**Prompt**. Filter the material below down to the lines with the word "from" and give those lines.

**Data supplied**.
=== Begin Enclosure ===
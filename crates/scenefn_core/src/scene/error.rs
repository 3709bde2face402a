use thiserror::Error;

/// Crate-local result type.
pub type Result<T> = std::result::Result<T, SceneError>;

/// Errors produced while building plug paths and querying or editing a scene host.
#[derive(Debug, Error)]
pub enum SceneError {
	/// Filesystem failure while loading or saving a scene document.
	#[error("io: {0}")]
	Io(#[from] std::io::Error),
	/// Scene document was not valid JSON or did not match the document schema.
	#[error("json: {0}")]
	Json(#[from] serde_json::Error),
	/// Index or suffix token appeared before any name segment.
	#[error("plug token {token:?} has no preceding segment to attach to")]
	DanglingPlugToken {
		/// Rendered offending token.
		token: String,
	},
	/// Plug path text is malformed.
	#[error("invalid plug path: {path:?}")]
	InvalidPlugPath {
		/// Original path text.
		path: String,
	},
	/// Identifier does not resolve to anything in the scene.
	#[error("object '{identifier}' does not exist")]
	NotFound {
		/// Identifier that failed to resolve.
		identifier: String,
	},
	/// Identifier is not a selectable name, path, or plug.
	#[error("cannot select '{identifier}': {reason}")]
	InvalidArgument {
		/// Rejected identifier.
		identifier: String,
		/// Short description of the problem.
		reason: &'static str,
	},
	/// Identifier matches more than one object.
	#[error("object '{identifier}' is ambiguous ({matches} matches)")]
	Ambiguous {
		/// Identifier that resolved more than once.
		identifier: String,
		/// Number of matching objects.
		matches: usize,
	},
	/// Object exists but is not part of the DAG hierarchy.
	#[error("object '{identifier}' is not a DAG node")]
	NotDagNode {
		/// Offending identifier.
		identifier: String,
	},
	/// Object exists but is a node, not a plug.
	#[error("object '{identifier}' is not a plug")]
	NotPlug {
		/// Offending identifier.
		identifier: String,
	},
	/// Plug exists but is not an array plug.
	#[error("'{plug}' is not an array plug")]
	NotArrayPlug {
		/// Plug name.
		plug: String,
	},
	/// Attribute definition has no long name.
	#[error("an attribute name was not specified")]
	MissingAttributeName,
	/// Attribute is not present on the node.
	#[error("attribute '{attr}' not found on '{node}'")]
	AttributeNotFound {
		/// Node display name.
		node: String,
		/// Requested attribute name.
		attr: String,
	},
	/// Attribute with the same name is already present on the node.
	#[error("attribute '{attr}' already exists on '{node}'")]
	AttributeExists {
		/// Node display name.
		node: String,
		/// Duplicate attribute name.
		attr: String,
	},
	/// Plug is read-only.
	#[error("plug '{plug}' is not writable")]
	NotWritable {
		/// Plug name.
		plug: String,
	},
	/// Value kind does not fit the attribute type.
	#[error("type mismatch on '{plug}': expected {expected}, got {got}")]
	TypeMismatch {
		/// Plug name.
		plug: String,
		/// Attribute type label.
		expected: &'static str,
		/// Value kind label.
		got: &'static str,
	},
	/// Value shape cannot be set on or connected to the plug.
	#[error("cannot apply {shape} value to '{plug}'")]
	UnsupportedValue {
		/// Plug name.
		plug: String,
		/// Classified value shape label.
		shape: &'static str,
	},
	/// Destination plug already has an incoming connection.
	#[error("'{dst}' is already connected")]
	AlreadyConnected {
		/// Destination plug name.
		dst: String,
	},
	/// Node handle is not known to the host.
	#[error("unknown node handle {id}")]
	UnknownNode {
		/// Raw handle value.
		id: u32,
	},
}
=== End Enclosure ===
**Expected answer**.
	Io(#[from] std::io::Error),
	Json(#[from] serde_json::Error),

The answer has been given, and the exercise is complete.